After a tiring day at the zoo, we drove to San Diego’s famous gas lamp quarter. My Dad had booked two hotels in SD and this one was even more lavish and grand as the other, 23 floors of pomp. The view from the 23rd floor was incredible, you could see a beautiful section of San Diego’s varied cityscape complete with Petco Park. We decided to arm our stomachs with some delicious strawberry frozen yoghurt and tour the gas lamp quarter and to be fair to it it was pleasant but I don’t see why it’s particularly famous, it’s certainly nothing special. For our final meal we ventured down the street to the Old Spaghetti Factory, a quaint Mexican restaurant. I’m kidding, it’s obviously an Italian. The food and decor were more than adequate but the real highlight was our waitress, Tiffany.
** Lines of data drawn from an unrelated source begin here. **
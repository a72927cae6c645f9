use std::collections::HashSet;
use std::sync::Mutex;

use tracing::{debug, info, warn};

use super::job_card::JobCard;
use super::stage::{Stage, next_stage};
use crate::erp::{ErpError, ProductionApi};

/// The result of asking the sequencer to move a job card forward.
#[derive(Debug, Clone, PartialEq)]
pub enum Advance {
    /// The backend accepted the transition; this is the card it returned.
    Moved(JobCard),
    /// The card is already dispatched. Nothing was sent.
    Terminal,
    /// An advance for this card is still outstanding. Nothing was sent.
    InFlight,
}

/// Moves job cards one stage forward through the fixed pipeline.
///
/// The sequencer never mutates local state itself: callers only see the
/// card the backend confirmed. At most one request per job card is
/// outstanding at a time.
pub struct StageSequencer<'a, A> {
    api: &'a A,
    in_flight: Mutex<HashSet<i64>>,
}

impl<'a, A: ProductionApi> StageSequencer<'a, A> {
    pub fn new(api: &'a A) -> Self {
        Self {
            api,
            in_flight: Mutex::new(HashSet::new()),
        }
    }

    /// Requests the transition from `current` to its successor.
    ///
    /// - `dispatched` (terminal) returns [`Advance::Terminal`] without a call.
    /// - A card with a request already outstanding returns [`Advance::InFlight`].
    /// - Backend failures are returned as-is; no retry.
    pub async fn advance(&self, job_card_id: i64, current: Stage) -> Result<Advance, ErpError> {
        let Some(next) = next_stage(current) else {
            debug!(job_card_id, "job card already dispatched");
            return Ok(Advance::Terminal);
        };

        let Some(_claim) = self.claim(job_card_id) else {
            debug!(job_card_id, "stage change already in flight");
            return Ok(Advance::InFlight);
        };

        info!(job_card_id, from = %current, to = %next, "advancing job card");
        let card = self.api.advance_job_card_stage(job_card_id, next).await?;
        if card.current_stage != next {
            // The backend owns transition rules; take its answer.
            warn!(
                job_card_id,
                requested = %next,
                confirmed = %card.current_stage,
                "backend confirmed a different stage"
            );
        }
        Ok(Advance::Moved(card))
    }

    /// Whether an advance for `job_card_id` is outstanding.
    pub fn is_in_flight(&self, job_card_id: i64) -> bool {
        self.lock().contains(&job_card_id)
    }

    // The set guard must be gone before a claim exists: dropping a claim
    // locks the same mutex.
    fn claim(&self, job_card_id: i64) -> Option<InFlightClaim<'_>> {
        let inserted = self.lock().insert(job_card_id);
        inserted.then(|| InFlightClaim {
            set: &self.in_flight,
            job_card_id,
        })
    }

    fn lock(&self) -> std::sync::MutexGuard<'_, HashSet<i64>> {
        self.in_flight.lock().unwrap_or_else(|e| e.into_inner())
    }
}

// Releases the per-card slot when the request finishes, however it ends.
struct InFlightClaim<'s> {
    set: &'s Mutex<HashSet<i64>>,
    job_card_id: i64,
}

impl Drop for InFlightClaim<'_> {
    fn drop(&mut self) {
        self.set
            .lock()
            .unwrap_or_else(|e| e.into_inner())
            .remove(&self.job_card_id);
    }
}
mod job_card;
mod registry;
mod sequencer;
mod stage;

pub use job_card::{InvalidJobCard, JobCard, NewJobCard, Priority, format_date, format_size};
pub use registry::{JobCardRegistry, StageFilter};
pub use sequencer::{Advance, StageSequencer};
pub use stage::{STAGE_SEQUENCE, Stage, UnknownStage, next_stage};

#[cfg(test)]
pub(crate) use job_card::fixtures;
//! Watch mode: rebuild on input changes.
//!
//! ```text
//! notify ──► classify (input kind or ignore) ──► Debouncer ──► pipeline::run
//! ```
//!
//! The watcher is attached *before* the initial build, so edits made while
//! it runs are buffered and trigger one more pass instead of being lost.
//! A rebuild runs inline on the loop thread; events that arrive meanwhile
//! wait in the channel and are debounced into the next pass.
//!
//! ## Inputs vs Outputs
//!
//! Only paths that can change a manifest are inputs: `.order`, `.cover`,
//! `<image>.cover` markers, images, directories in either tree, and the
//! registry file. Everything the writer produces (`manifest.json`,
//! `.images`, `.folders`, `.videos`, `.projects`, anything under the covers
//! directory) classifies as "not an input", so a build can never trigger
//! itself. The classifier tests assert the two sets are disjoint.
//!
//! A removed path can no longer be inspected, so a removal that is not a
//! known file kind is treated as a removed directory. Folder names like
//! `Trip.2019` look like files by name alone.
//!
//! Failed rebuilds are reported to the caller and the loop keeps waiting.

use crate::imaging::ImageBackend;
use crate::naming::{
    COVER_REFERENCE_FILE, GENERATED_FILES, ORDER_FILE, is_image_cover_marker, is_image_name,
};
use crate::pipeline::{BuildContext, BuildReport, PipelineError, run};
use notify::{EventKind, RecursiveMode, Watcher};
use std::collections::HashMap;
use std::fs;
use std::path::{Component, Path, PathBuf};
use std::sync::atomic::{AtomicBool, Ordering};
use std::sync::mpsc::{RecvTimeoutError, channel};
use std::time::{Duration, Instant};
use thiserror::Error;

/// Upper bound on one blocking wait, so a stop request is noticed promptly.
const MAX_IDLE_WAIT: Duration = Duration::from_millis(250);

#[derive(Error, Debug)]
pub enum WatchError {
    #[error("Watcher error: {0}")]
    Notify(#[from] notify::Error),
    #[error("Cannot prepare {path}: {source}")]
    Io {
        path: PathBuf,
        #[source]
        source: std::io::Error,
    },
    #[error("Watcher channel closed")]
    Disconnected,
}

/// Why a path matters to the build.
#[derive(Debug, Clone, Copy, PartialEq, Eq, Hash)]
pub enum InputKind {
    OrderFile,
    CoverReference,
    CoverMarker,
    Media,
    Registry,
    Directory,
}

/// The paths the classifier judges against. Use canonical paths.
#[derive(Debug, Clone, PartialEq, Eq)]
pub struct WatchScope {
    pub stills_dir: PathBuf,
    pub motion_dir: PathBuf,
    pub covers_dir: PathBuf,
    pub registry_path: PathBuf,
}

impl WatchScope {
    pub fn from_context(ctx: &BuildContext) -> Self {
        Self {
            stills_dir: ctx.stills_dir.clone(),
            motion_dir: ctx.motion_dir.clone(),
            covers_dir: ctx.covers_dir.clone(),
            registry_path: ctx.registry_path.clone(),
        }
    }

    /// Resolve symlinks so scope paths compare equal to notify's event paths.
    ///
    /// The registry file may not exist yet; its parent is canonicalized instead.
    fn canonical(&self) -> Self {
        let canon = |p: &Path| fs::canonicalize(p).unwrap_or_else(|_| p.to_path_buf());
        let registry_path = match (self.registry_path.parent(), self.registry_path.file_name()) {
            (Some(parent), Some(name)) => canon(parent).join(name),
            _ => self.registry_path.clone(),
        };
        Self {
            stills_dir: canon(&self.stills_dir),
            motion_dir: canon(&self.motion_dir),
            covers_dir: canon(&self.covers_dir),
            registry_path,
        }
    }
}

/// Editor artifacts and OS noise.
fn is_noise(name: &str) -> bool {
    let ext = Path::new(name)
        .extension()
        .and_then(|e| e.to_str())
        .unwrap_or("");
    matches!(ext, "bck" | "bak" | "backup" | "swp" | "swo" | "swx" | "tmp" | "crdownload")
        || name.ends_with('~')
        || name.starts_with(".#")
        || name.starts_with(".git")
        || name == ".DS_Store"
        || name == "Thumbs.db"
}

/// What is on disk at a changed path when the event is handled.
#[derive(Debug, Clone, Copy, PartialEq, Eq)]
pub enum EntryState {
    Dir,
    File,
    Missing,
}

impl EntryState {
    pub fn of(path: &Path) -> Self {
        match fs::symlink_metadata(path) {
            Ok(meta) if meta.is_dir() => EntryState::Dir,
            Ok(_) => EntryState::File,
            Err(_) => EntryState::Missing,
        }
    }
}

/// Classify one changed path. `None` means the change cannot affect output.
pub fn classify(path: &Path, scope: &WatchScope) -> Option<InputKind> {
    classify_entry(path, scope, EntryState::of(path))
}

/// Classify a changed path whose on-disk state is already known.
pub fn classify_entry(path: &Path, scope: &WatchScope, state: EntryState) -> Option<InputKind> {
    if path == scope.registry_path {
        return Some(InputKind::Registry);
    }
    if path.starts_with(&scope.covers_dir) {
        return None;
    }
    let rel = path
        .strip_prefix(&scope.stills_dir)
        .or_else(|_| path.strip_prefix(&scope.motion_dir))
        .ok()?;

    let name = path.file_name()?.to_string_lossy();
    if GENERATED_FILES.contains(&name.as_ref()) || is_noise(&name) {
        return None;
    }

    // Anything inside a dot-named directory is invisible to the builders.
    let components: Vec<Component> = rel.components().collect();
    let parents = components.split_last().map_or(&[][..], |(_, p)| p);
    if parents
        .iter()
        .any(|c| c.as_os_str().to_string_lossy().starts_with('.'))
    {
        return None;
    }

    match name.as_ref() {
        ORDER_FILE => Some(InputKind::OrderFile),
        COVER_REFERENCE_FILE => Some(InputKind::CoverReference),
        n if is_image_cover_marker(n) => Some(InputKind::CoverMarker),
        n if is_image_name(n) => Some(InputKind::Media),
        n if n.starts_with('.') => None,
        _ if rel.as_os_str().is_empty() => Some(InputKind::Directory),
        _ => match state {
            EntryState::Dir | EntryState::Missing => Some(InputKind::Directory),
            EntryState::File => None,
        },
    }
}

/// Pure debouncer: deduplicates paths and decides when a burst has settled.
pub struct Debouncer {
    window: Duration,
    changes: HashMap<PathBuf, InputKind>,
    last_event: Option<Instant>,
}

impl Debouncer {
    pub fn new(window: Duration) -> Self {
        Self {
            window,
            changes: HashMap::new(),
            last_event: None,
        }
    }

    /// Record a classified change seen at `now`.
    pub fn record(&mut self, path: PathBuf, kind: InputKind, now: Instant) {
        self.changes.entry(path).or_insert(kind);
        self.last_event = Some(now);
    }

    /// Feed a notify event. Returns how many of its paths were inputs.
    pub fn add_event(&mut self, event: &notify::Event, scope: &WatchScope) -> usize {
        match event.kind {
            EventKind::Create(_) | EventKind::Remove(_) => {}
            // mtime/atime/chmod noise, including our own unchanged-file reads
            EventKind::Modify(notify::event::ModifyKind::Metadata(_)) => return 0,
            EventKind::Modify(_) => {}
            _ => return 0,
        }
        log::debug!("raw notify: {:?} {:?}", event.kind, event.paths);

        let now = Instant::now();
        let mut accepted = 0;
        for path in &event.paths {
            if let Some(kind) = classify(path, scope) {
                log::debug!("input {kind:?}: {}", path.display());
                self.record(path.clone(), kind, now);
                accepted += 1;
            }
        }
        accepted
    }

    pub fn is_ready_at(&self, now: Instant) -> bool {
        match self.last_event {
            Some(last) => !self.changes.is_empty() && now.duration_since(last) >= self.window,
            None => false,
        }
    }

    /// Take the settled burst, if the window has passed since its last event.
    pub fn take_if_ready_at(&mut self, now: Instant) -> Option<HashMap<PathBuf, InputKind>> {
        if !self.is_ready_at(now) {
            return None;
        }
        self.last_event = None;
        Some(std::mem::take(&mut self.changes))
    }

    /// How long to wait before the burst could be ready.
    pub fn sleep_duration_at(&self, now: Instant) -> Duration {
        let Some(last) = self.last_event else {
            return MAX_IDLE_WAIT;
        };
        self.window
            .saturating_sub(now.duration_since(last))
            .clamp(Duration::from_millis(1), MAX_IDLE_WAIT)
    }
}

/// What caused a pass.
#[derive(Debug, Clone, PartialEq, Eq)]
pub enum Trigger {
    Initial,
    Changes(HashMap<PathBuf, InputKind>),
}

fn ensure_dir(path: &Path) -> Result<(), WatchError> {
    fs::create_dir_all(path).map_err(|source| WatchError::Io {
        path: path.to_path_buf(),
        source,
    })
}

/// Build once, then rebuild after every settled burst of input changes.
///
/// Returns when `stop` is set. Each pass's outcome goes to `on_pass`;
/// failures never end the loop.
pub fn watch(
    ctx: &BuildContext,
    backend: &(impl ImageBackend + ?Sized),
    debounce: Duration,
    stop: &AtomicBool,
    mut on_pass: impl FnMut(&Trigger, &Result<BuildReport, PipelineError>),
) -> Result<(), WatchError> {
    ensure_dir(&ctx.stills_dir)?;
    ensure_dir(&ctx.motion_dir)?;
    let scope = WatchScope::from_context(ctx).canonical();

    let (tx, rx) = channel();
    let mut watcher = notify::recommended_watcher(move |res| {
        let _ = tx.send(res);
    })?;
    watcher.watch(&scope.stills_dir, RecursiveMode::Recursive)?;
    watcher.watch(&scope.motion_dir, RecursiveMode::Recursive)?;
    match scope.registry_path.parent() {
        Some(dir) if dir.is_dir() => watcher.watch(dir, RecursiveMode::NonRecursive)?,
        _ => log::warn!(
            "registry directory missing, not watching {}",
            scope.registry_path.display()
        ),
    }
    log::info!(
        "watching {} and {}",
        scope.stills_dir.display(),
        scope.motion_dir.display()
    );

    let initial = Trigger::Initial;
    on_pass(&initial, &run(ctx, backend));

    let mut debouncer = Debouncer::new(debounce);
    while !stop.load(Ordering::Relaxed) {
        match rx.recv_timeout(debouncer.sleep_duration_at(Instant::now())) {
            Ok(Ok(event)) => {
                debouncer.add_event(&event, &scope);
            }
            Ok(Err(e)) => log::warn!("watch error: {e}"),
            Err(RecvTimeoutError::Timeout) => {}
            Err(RecvTimeoutError::Disconnected) => return Err(WatchError::Disconnected),
        }

        if let Some(changes) = debouncer.take_if_ready_at(Instant::now()) {
            log::info!("{} input change(s), rebuilding", changes.len());
            let trigger = Trigger::Changes(changes);
            on_pass(&trigger, &run(ctx, backend));
        }
    }
    Ok(())
}
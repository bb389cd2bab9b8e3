//! Pure Rust metadata backend — no system libraries.
//!
//! ## Crate mapping
//!
//! | Operation | Crate / function |
//! |---|---|
//! | Identify (JPEG, PNG, WebP, GIF) | `image::ImageReader` with content sniffing |
//! | Identify (AVIF) | `avif-parse` primary item metadata (no AV1 decode) |
//! | Identify (SVG) | `usvg` tree size |
//! | Preview | `DynamicImage::thumbnail` + `JpegEncoder` + `base64` |
//!
//! Formats are chosen by the *effective* name: a cover marker such as
//! `hero.avif.cover` is treated as `hero.avif`. Everything else goes through
//! content sniffing, so mislabelled extensions still identify.

use super::backend::{BackendError, Dimensions, ImageBackend};
use super::params::PreviewParams;
use crate::naming::{extension_lower, strip_cover_marker};
use base64::Engine;
use base64::engine::general_purpose::STANDARD;
use image::codecs::jpeg::JpegEncoder;
use image::{DynamicImage, ImageReader};
use std::path::Path;

/// Pure Rust backend using the `image` crate ecosystem.
///
/// See the [module docs](self) for the crate-to-operation mapping.
pub struct RustBackend;

impl RustBackend {
    pub fn new() -> Self {
        Self
    }
}

impl Default for RustBackend {
    fn default() -> Self {
        Self::new()
    }
}

#[derive(Debug, Clone, Copy, PartialEq, Eq)]
enum Kind {
    Avif,
    Svg,
    Raster,
}

fn kind_of(path: &Path) -> Kind {
    let name = path
        .file_name()
        .map(|n| n.to_string_lossy().to_string())
        .unwrap_or_default();
    match extension_lower(strip_cover_marker(&name)).as_deref() {
        Some("avif") => Kind::Avif,
        Some("svg") => Kind::Svg,
        _ => Kind::Raster,
    }
}

fn open_sniffed(path: &Path) -> Result<ImageReader<std::io::BufReader<std::fs::File>>, BackendError> {
    Ok(ImageReader::open(path)?.with_guessed_format()?)
}

/// Extract dimensions from an AVIF file's container metadata (no full decode needed).
fn identify_avif(path: &Path) -> Result<Dimensions, BackendError> {
    let file_data = std::fs::read(path)?;
    let avif = avif_parse::read_avif(&mut std::io::Cursor::new(&file_data))
        .map_err(|e| BackendError::Decode(format!("{}: {e:?}", path.display())))?;
    let meta = avif
        .primary_item_metadata()
        .map_err(|e| BackendError::Decode(format!("{}: {e:?}", path.display())))?;
    Ok(Dimensions {
        width: meta.max_frame_width.get(),
        height: meta.max_frame_height.get(),
    })
}

/// Intrinsic SVG size, rounded to whole pixels.
fn identify_svg(path: &Path) -> Result<Dimensions, BackendError> {
    let data = std::fs::read(path)?;
    let tree = usvg::Tree::from_data(&data, &usvg::Options::default())
        .map_err(|e| BackendError::Decode(format!("{}: {e}", path.display())))?;
    let size = tree.size();
    Ok(Dimensions {
        width: size.width().round() as u32,
        height: size.height().round() as u32,
    })
}

/// Fit inside the preview box and encode as a base64 JPEG data URL.
fn encode_preview(img: &DynamicImage, params: &PreviewParams) -> Result<String, BackendError> {
    let small = if img.width() > params.width || img.height() > params.width {
        img.thumbnail(params.width, params.width)
    } else {
        img.clone()
    };
    let rgb = DynamicImage::ImageRgb8(small.to_rgb8());

    let mut buf = Vec::new();
    let encoder = JpegEncoder::new_with_quality(&mut buf, params.quality.value() as u8);
    rgb.write_with_encoder(encoder)
        .map_err(|e| BackendError::Decode(format!("preview encode failed: {e}")))?;

    Ok(format!("data:image/jpeg;base64,{}", STANDARD.encode(&buf)))
}

impl ImageBackend for RustBackend {
    fn identify(&self, path: &Path) -> Result<Dimensions, BackendError> {
        match kind_of(path) {
            Kind::Avif => identify_avif(path),
            Kind::Svg => identify_svg(path),
            Kind::Raster => {
                let (width, height) = open_sniffed(path)?
                    .into_dimensions()
                    .map_err(|e| BackendError::Decode(format!("{}: {e}", path.display())))?;
                Ok(Dimensions { width, height })
            }
        }
    }

    fn preview(&self, path: &Path, params: &PreviewParams) -> Result<String, BackendError> {
        if kind_of(path) != Kind::Raster {
            return Err(BackendError::Unsupported(path.display().to_string()));
        }
        let img = open_sniffed(path)?
            .decode()
            .map_err(|e| BackendError::Decode(format!("{}: {e}", path.display())))?;
        encode_preview(&img, params)
    }
}

#[cfg(test)]
mod tests {
    use super::*;
    use crate::imaging::Quality;
    use image::{ImageEncoder, RgbImage};

    /// Create a small valid JPEG file with the given dimensions.
    fn create_test_jpeg(path: &Path, width: u32, height: u32) {
        let img = RgbImage::from_fn(width, height, |x, y| {
            image::Rgb([(x % 256) as u8, (y % 256) as u8, 128])
        });
        let file = std::fs::File::create(path).unwrap();
        let writer = std::io::BufWriter::new(file);
        JpegEncoder::new(writer)
            .write_image(img.as_raw(), width, height, image::ExtendedColorType::Rgb8)
            .unwrap();
    }

    fn decode_data_url(url: &str) -> DynamicImage {
        let b64 = url.strip_prefix("data:image/jpeg;base64,").unwrap();
        let bytes = STANDARD.decode(b64).unwrap();
        image::load_from_memory(&bytes).unwrap()
    }

    #[test]
    fn identify_synthetic_jpeg() {
        let tmp = tempfile::TempDir::new().unwrap();
        let path = tmp.path().join("test.jpg");
        create_test_jpeg(&path, 200, 150);

        let dims = RustBackend::new().identify(&path).unwrap();
        assert_eq!(dims, Dimensions { width: 200, height: 150 });
    }

    #[test]
    fn identify_cover_marker_by_content() {
        let tmp = tempfile::TempDir::new().unwrap();
        let path = tmp.path().join("hero.jpg.cover");
        create_test_jpeg(&path, 64, 32);

        let dims = RustBackend::new().identify(&path).unwrap();
        assert_eq!(dims, Dimensions { width: 64, height: 32 });
    }

    #[test]
    fn identify_svg_size() {
        let tmp = tempfile::TempDir::new().unwrap();
        let path = tmp.path().join("logo.svg");
        std::fs::write(
            &path,
            r#"<svg xmlns="http://www.w3.org/2000/svg" width="120" height="40"><rect width="120" height="40"/></svg>"#,
        )
        .unwrap();

        let dims = RustBackend::new().identify(&path).unwrap();
        assert_eq!(dims, Dimensions { width: 120, height: 40 });
    }

    #[test]
    fn identify_nonexistent_file_errors() {
        let result = RustBackend::new().identify(Path::new("/nonexistent/image.jpg"));
        assert!(result.is_err());
    }

    #[test]
    fn identify_garbage_errors() {
        let tmp = tempfile::TempDir::new().unwrap();
        let path = tmp.path().join("broken.jpg");
        std::fs::write(&path, "not an image").unwrap();
        assert!(RustBackend::new().identify(&path).is_err());
    }

    #[test]
    fn preview_fits_inside_box() {
        let tmp = tempfile::TempDir::new().unwrap();
        let path = tmp.path().join("wide.jpg");
        create_test_jpeg(&path, 400, 200);

        let url = RustBackend::new()
            .preview(&path, &PreviewParams::default())
            .unwrap();
        let preview = decode_data_url(&url);
        assert_eq!(preview.width(), 24);
        assert_eq!(preview.height(), 12);
    }

    #[test]
    fn preview_never_enlarges() {
        let tmp = tempfile::TempDir::new().unwrap();
        let path = tmp.path().join("tiny.jpg");
        create_test_jpeg(&path, 8, 6);

        let params = PreviewParams {
            width: 24,
            quality: Quality::new(60),
        };
        let preview = decode_data_url(&RustBackend::new().preview(&path, &params).unwrap());
        assert_eq!((preview.width(), preview.height()), (8, 6));
    }

    #[test]
    fn preview_unsupported_for_svg() {
        let result = RustBackend::new().preview(Path::new("logo.svg"), &PreviewParams::default());
        assert!(matches!(result, Err(BackendError::Unsupported(_))));
    }
}
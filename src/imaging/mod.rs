//! The image-metadata collaborator.
//!
//! Manifests carry, per image, its pixel dimensions and a tiny blurred
//! preview (a ~24px JPEG as a data URL). Both come from here:
//!
//! | Operation | Crate / function |
//! |---|---|
//! | **Identify** (raster) | `image::ImageReader::into_dimensions` (format sniffed) |
//! | **Identify** (AVIF) | `avif-parse` container header |
//! | **Identify** (SVG) | `usvg::Tree::size` |
//! | **Preview** | `DynamicImage::thumbnail` → JPEG → base64 data URL |
//!
//! The module is split into:
//! - **Parameters**: [`PreviewParams`] and [`Quality`]
//! - **Backend**: [`ImageBackend`] trait + [`RustBackend`] + [`DisabledBackend`]
//! - **Operations**: [`read_image_meta`], which turns backend failures into
//!   "no metadata" so a bad file never fails a build

pub mod backend;
pub mod operations;
mod params;
pub mod rust_backend;

pub use backend::{BackendError, Dimensions, DisabledBackend, ImageBackend};
pub use operations::read_image_meta;
pub use params::{PreviewParams, Quality};
pub use rust_backend::RustBackend;
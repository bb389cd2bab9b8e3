//! Cover resolution for a single folder.
//!
//! Priority, first match wins:
//!
//! 1. **Cover marker**: the first `<image>.cover` file (by name). The marker
//!    is copied to the covers directory under a content-addressed name and
//!    the manifest points at the copy.
//! 2. **Cover reference**: the single line of `.cover`, matched against the
//!    folder's files (exact, then case-insensitive). Used in place, no copy.
//! 3. **Fallbacks** (applied by the builders, not here): the first child
//!    folder that has a cover, or the first image of a leaf gallery.
//!
//! A folder with nothing to show has no cover. That is valid output.
//!
//! ## Copied Cover Names
//!
//! ```text
//! {first 16 hex of sha256(source path relative to public dir)}-{image name}
//! Stills/Cats/hero.jpg.cover → _covers/3f9c0a1b2c3d4e5f-hero.jpg
//! ```
//!
//! The name depends only on where the marker lives, so repeated builds
//! produce the same URL and distinct markers never collide.

use crate::imaging::{ImageBackend, read_image_meta};
use crate::naming::{basename, is_image_cover_marker, strip_cover_marker};
use crate::pipeline::BuildContext;
use crate::scan::SourceDir;
use crate::types::ImageMeta;
use sha2::{Digest, Sha256};
use std::path::{Path, PathBuf};

/// Hex characters of the path hash kept in a copied cover's name.
pub const COVER_HASH_LEN: usize = 16;

/// A copy the writer must perform for a cover marker.
#[derive(Debug, Clone, PartialEq, Eq)]
pub struct CoverCopy {
    pub from: PathBuf,
    pub to: PathBuf,
}

/// A resolved cover: public URL plus whatever metadata was available.
#[derive(Debug, Clone, PartialEq, Eq)]
pub struct Cover {
    pub url: String,
    pub meta: Option<ImageMeta>,
    /// Set only for marker covers; inherited covers never carry the copy.
    pub copy: Option<CoverCopy>,
}

impl Cover {
    /// The same cover as seen from a parent: URL and metadata, no side effect.
    pub fn inherited(&self) -> Cover {
        Cover {
            url: self.url.clone(),
            meta: self.meta.clone(),
            copy: None,
        }
    }
}

/// Content-addressed file name for a copied cover.
///
/// `rel_source` is the marker's path relative to the public dir; it is hashed
/// with `/` separators on every platform.
pub fn cover_file_name(rel_source: &Path, image_name: &str) -> String {
    let key: Vec<String> = rel_source
        .components()
        .map(|c| c.as_os_str().to_string_lossy().to_string())
        .collect();
    let digest = Sha256::digest(key.join("/").as_bytes());
    let hex: String = digest.iter().map(|b| format!("{b:02x}")).collect();
    format!("{}-{image_name}", &hex[..COVER_HASH_LEN])
}

/// True for names [`cover_file_name`] could have produced.
///
/// Used to prune stale copies without touching anything else a user keeps in
/// the covers directory.
pub fn is_generated_cover_name(name: &str) -> bool {
    let bytes = name.as_bytes();
    bytes.len() > COVER_HASH_LEN + 1
        && bytes[COVER_HASH_LEN] == b'-'
        && bytes[..COVER_HASH_LEN]
            .iter()
            .all(|b| matches!(b, b'0'..=b'9' | b'a'..=b'f'))
}

/// Match a `.cover` line against the folder's files.
fn resolve_reference<'a>(dir: &'a SourceDir, reference: &str) -> Option<&'a str> {
    let wanted = basename(reference);
    dir.files
        .iter()
        .find(|f| f.as_str() == wanted)
        .or_else(|| {
            let lower = wanted.to_lowercase();
            dir.files.iter().find(|f| f.to_lowercase() == lower)
        })
        .map(String::as_str)
}

/// Resolve a folder's explicit cover (marker, then reference).
///
/// Returns `None` when neither is present or the reference dangles; the
/// caller then applies its fallback.
pub fn resolve_explicit_cover(
    dir: &SourceDir,
    ctx: &BuildContext,
    backend: &(impl ImageBackend + ?Sized),
) -> Option<Cover> {
    if let Some(marker) = dir.files.iter().find(|f| is_image_cover_marker(f)) {
        let from = dir.path.join(marker);
        let rel = ctx.relative_to_public(&from);
        let to = ctx
            .covers_dir
            .join(cover_file_name(&rel, strip_cover_marker(marker)));
        return Some(Cover {
            url: ctx.url_for(&to),
            meta: read_image_meta(backend, &from, &ctx.preview),
            copy: Some(CoverCopy { from, to }),
        });
    }

    let reference = dir.cover_ref.as_deref()?;
    let Some(name) = resolve_reference(dir, reference) else {
        log::debug!(
            "cover reference {reference:?} not found in {}",
            dir.path.display()
        );
        return None;
    };
    let path = dir.path.join(name);
    Some(Cover {
        url: ctx.url_for(&path),
        meta: read_image_meta(backend, &path, &ctx.preview),
        copy: None,
    })
}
She was like the love-child of Queen Latifah and Whoppi Goldberg complete with her own catchphrase – “Absolutely!”, followed by a wink. It might seem silly to judge her on her appearance and phrasing but she was very attentive, she was there to refill my glass with Coke before I even had a chance to ask for a top-up. She had even brought us complimentary coffees at the end of the meal. I was so taken to her I decided to tip $5 of my own money instead of just letting my Dad cover it. That night, I feel asleep reminiscing a fantastic holiday as the chirpy voices of NBC’s sports commentators put me to sleep. My American dream was over.
Random observations about the United States and Americans
- Toilet water is obscenely high
- Taxi drivers are mental
- For the most part, people are incredibly polite and friendly
- Burritos (excluding Taco Bell’s) are delicious
- There are a lot of medicine adverts
- One Direction and Sofia Vergara are EVERYWHERE
- British music as a whole is very popular
- ‘Jay-walking’ or ‘crossing the road’ as it’s known in England is frowned upon
- Chat or magazine shows have a much quicker pace than in the UK
- Andrex is called Cottonelle
- Harry Potter is slowed down so Americans can understand it. Really.
- Petrol or gas is a third of the price
- There is a really cool John Cleese advert for DirectTV – http://www.youtube.com/watch?v=G5VDfizYnxY
- TK Maxx is known in the States as TJ Maxx.